Desert Island DSLR
Street king and journalist Damian Demolder takes part
How would you describe your photography?
I try to shoot atmospheres and the feelings that I have about a place, a moment, an occasion or a person. I try to ignore the physical stuff, as much as you can in photography, and concentrate on conveying the sense of being there.
In street stuff it’s trying to capture the atmosphere of a place, even if it’s just a street. I look for the dramatic, beautiful, exciting and inspiring features of those places. Generally that’s around light and colour.
What was the last photo you took?
It was complete rubbish! I just got the Hasselblad 21mm for the X1D to test. It’s an extremely wide lens, so the last picture I took was in my library, looking up at the ceiling to see how distorted the view would be and what the chromatic aberrations would be like.
What’s the most expensive piece of kit you’ve ever used?
The Phase One XF camera with a 100MP back and a bunch of lenses. That was actually quite frightening. Recently I used Cooke’s Anamorphic/i 32mm lens, which costs about
$30,000. I was testing the anamorphic video on the Panasonic GH5, so I thought I’d get a proper anamorphic lens.

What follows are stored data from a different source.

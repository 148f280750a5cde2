//! Configuration for an annotation run, plus logging setup.
//!
//! A run is described by [`AnnotatorConfig`], loaded from JSON with
//! [`AnnotatorConfig::load_from_path`] or assembled by the CLI from flags.

mod logging;
mod schema;

use std::path::{Path, PathBuf};

use schemars::JsonSchema;
use serde::{Deserialize, Serialize};
use thiserror::Error;

pub use logging::{init_tracing, LoggingConfig};
pub use schema::json_schema;

/// How downstream impact influences which trees are approved.
#[derive(Debug, Clone, Copy, PartialEq, Eq, Hash, Serialize, Deserialize, JsonSchema, Default)]
#[serde(rename_all = "snake_case")]
pub enum AnalysisMode {
    /// Only the target module's errors count.
    #[default]
    Local,
    /// Add the lower bound of downstream errors to the local effect.
    LowerBound,
    /// Add the upper bound of downstream errors to the local effect.
    UpperBound,
    /// Reject trees that trigger downstream errors not fixable on target.
    Strict,
}

impl AnalysisMode {
    pub fn uses_downstream(self) -> bool {
        !matches!(self, AnalysisMode::Local)
    }
}

/// Where the analyzer and the scanner read their per-build settings.
#[derive(Debug, Clone, Default, PartialEq, Eq, Serialize, Deserialize, JsonSchema)]
#[serde(default)]
pub struct ModuleInfoConfig {
    #[schemars(with = "String")]
    pub checker_config: PathBuf,
    #[schemars(with = "String")]
    pub scanner_config: PathBuf,
}

#[derive(Debug, Clone, PartialEq, Eq, Serialize, Deserialize, JsonSchema)]
#[serde(default)]
pub struct DownstreamConfig {
    pub enabled: bool,
    /// Builds every downstream module with the analyzer attached.
    pub build_command: String,
    pub modules: Vec<ModuleInfoConfig>,
    /// Directory the library-model side files are written to.
    #[schemars(with = "String")]
    pub library_model_path: PathBuf,
}

impl Default for DownstreamConfig {
    fn default() -> Self {
        Self {
            enabled: false,
            build_command: String::new(),
            modules: Vec::new(),
            library_model_path: PathBuf::from("library-model"),
        }
    }
}

#[derive(Debug, Clone, PartialEq, Eq, Serialize, Deserialize, JsonSchema)]
#[serde(default)]
pub struct AiConfig {
    pub enabled: bool,
    /// Base URL of an OpenAI-compatible API.
    pub endpoint: String,
    pub model: String,
    /// Environment variable holding the API key.
    pub api_key_env: String,
    pub timeout_ms: u64,
}

impl Default for AiConfig {
    fn default() -> Self {
        Self {
            enabled: false,
            endpoint: "https://api.openai.com/".to_owned(),
            model: "gpt-4o-mini".to_owned(),
            api_key_env: "OPENAI_API_KEY".to_owned(),
            timeout_ms: 60_000,
        }
    }
}

#[derive(Debug, Clone, PartialEq, Eq, Serialize, Deserialize, JsonSchema)]
#[serde(default)]
pub struct AnnotatorConfig {
    /// Shell command building the target module with the analyzer attached.
    pub build_command: String,
    /// Analyzer output and reports land here.
    #[schemars(with = "String")]
    pub output_dir: PathBuf,
    pub target_module_info: ModuleInfoConfig,
    pub downstream: DownstreamConfig,
    pub mode: AnalysisMode,
    /// Maximum expansion depth per node in chain mode.
    pub depth: u32,
    pub chain: bool,
    pub bailout: bool,
    /// Upper bound on outer rounds; unbounded when absent.
    pub max_rounds: Option<u32>,
    pub serialization_version: u8,
    pub nullable_annotation: String,
    pub initializer_annotation: String,
    pub use_cache: bool,
    pub disable_outer_loop: bool,
    pub infer_initializers: bool,
    pub build_timeout_secs: Option<u64>,
    pub ai: AiConfig,
    pub logging: LoggingConfig,
}

impl Default for AnnotatorConfig {
    fn default() -> Self {
        Self {
            build_command: String::new(),
            output_dir: PathBuf::from("annotator-out"),
            target_module_info: ModuleInfoConfig::default(),
            downstream: DownstreamConfig::default(),
            mode: AnalysisMode::default(),
            depth: 5,
            chain: false,
            bailout: true,
            max_rounds: None,
            serialization_version: 3,
            nullable_annotation: "javax.annotation.Nullable".to_owned(),
            initializer_annotation: "com.uber.nullaway.annotations.Initializer".to_owned(),
            use_cache: true,
            disable_outer_loop: false,
            infer_initializers: false,
            build_timeout_secs: None,
            ai: AiConfig::default(),
            logging: LoggingConfig::default(),
        }
    }
}

#[derive(Debug, Error)]
pub enum ConfigError {
    #[error("failed to read config file {path}: {source}")]
    Io {
        path: String,
        #[source]
        source: std::io::Error,
    },
    #[error("failed to parse config file {path}: {source}")]
    Json {
        path: String,
        #[source]
        source: serde_json::Error,
    },
    #[error("invalid configuration: {0}")]
    Invalid(String),
}

impl AnnotatorConfig {
    /// Loads and validates a JSON config file.
    pub fn load_from_path(path: impl AsRef<Path>) -> Result<Self, ConfigError> {
        let path = path.as_ref();
        let text = std::fs::read_to_string(path).map_err(|source| ConfigError::Io {
            path: path.display().to_string(),
            source,
        })?;
        let config: AnnotatorConfig = serde_json::from_str(&text).map_err(|source| ConfigError::Json {
            path: path.display().to_string(),
            source,
        })?;
        config.validate()?;
        Ok(config)
    }

    pub fn validate(&self) -> Result<(), ConfigError> {
        if self.build_command.trim().is_empty() {
            return Err(ConfigError::Invalid("build_command must not be empty".into()));
        }
        if self.depth == 0 {
            return Err(ConfigError::Invalid("depth must be at least 1".into()));
        }
        if !matches!(self.serialization_version, 1 | 3) {
            return Err(ConfigError::Invalid(format!(
                "unsupported serialization_version {} (expected 1 or 3)",
                self.serialization_version
            )));
        }
        if self.nullable_annotation.trim().is_empty() {
            return Err(ConfigError::Invalid("nullable_annotation must not be empty".into()));
        }
        if self.mode.uses_downstream() && !self.downstream.enabled {
            return Err(ConfigError::Invalid(format!(
                "mode {:?} needs downstream.enabled",
                self.mode
            )));
        }
        if self.downstream.enabled && self.downstream.build_command.trim().is_empty() {
            return Err(ConfigError::Invalid(
                "downstream.build_command must not be empty when downstream is enabled".into(),
            ));
        }
        if self.ai.enabled && (self.ai.endpoint.trim().is_empty() || self.ai.model.trim().is_empty()) {
            return Err(ConfigError::Invalid("ai.endpoint and ai.model are required when ai is enabled".into()));
        }
        Ok(())
    }

    /// Analyzer output directory of the target module.
    pub fn target_dir(&self) -> PathBuf {
        self.output_dir.join("0")
    }

    /// Analyzer output directory of the `index`th downstream module.
    pub fn downstream_dir(&self, index: usize) -> PathBuf {
        self.output_dir.join((index + 1).to_string())
    }

    pub fn build_timeout(&self) -> Option<std::time::Duration> {
        self.build_timeout_secs.map(std::time::Duration::from_secs)
    }
}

It’s a great big movie lens, like a beer barrel. That was exciting to use.
Which lens would you be most upset to lose?
I use Panasonic’s Lumix kit a lot, particularly for street photography. It has the Leica Nocticron 42.5mm f/1.2 lens, which is spectacularly good because it has such a shallow depth of field. It’s really sharp when you use it wide open so you get this threedimensional quality of the subject that’s in focus jumping out from an incredibly blurry background.
For my everyday stuff, most of my work is taken with a Panasonic Leica 25mm f/1.4. The pictures it takes are very nice. It’s the lens I use most often, so it’s the one I’d be most disappointed to lose.
Which photographers (living or dead) would you like to have round for dinner?
Julia Margaret Cameron is my favourite photographer. Her work was mostly fictional, apart from her proper portraits, but I like her ideas of creating tableaux and themes from stories. You get a sense of what it was like to be in the company of those people.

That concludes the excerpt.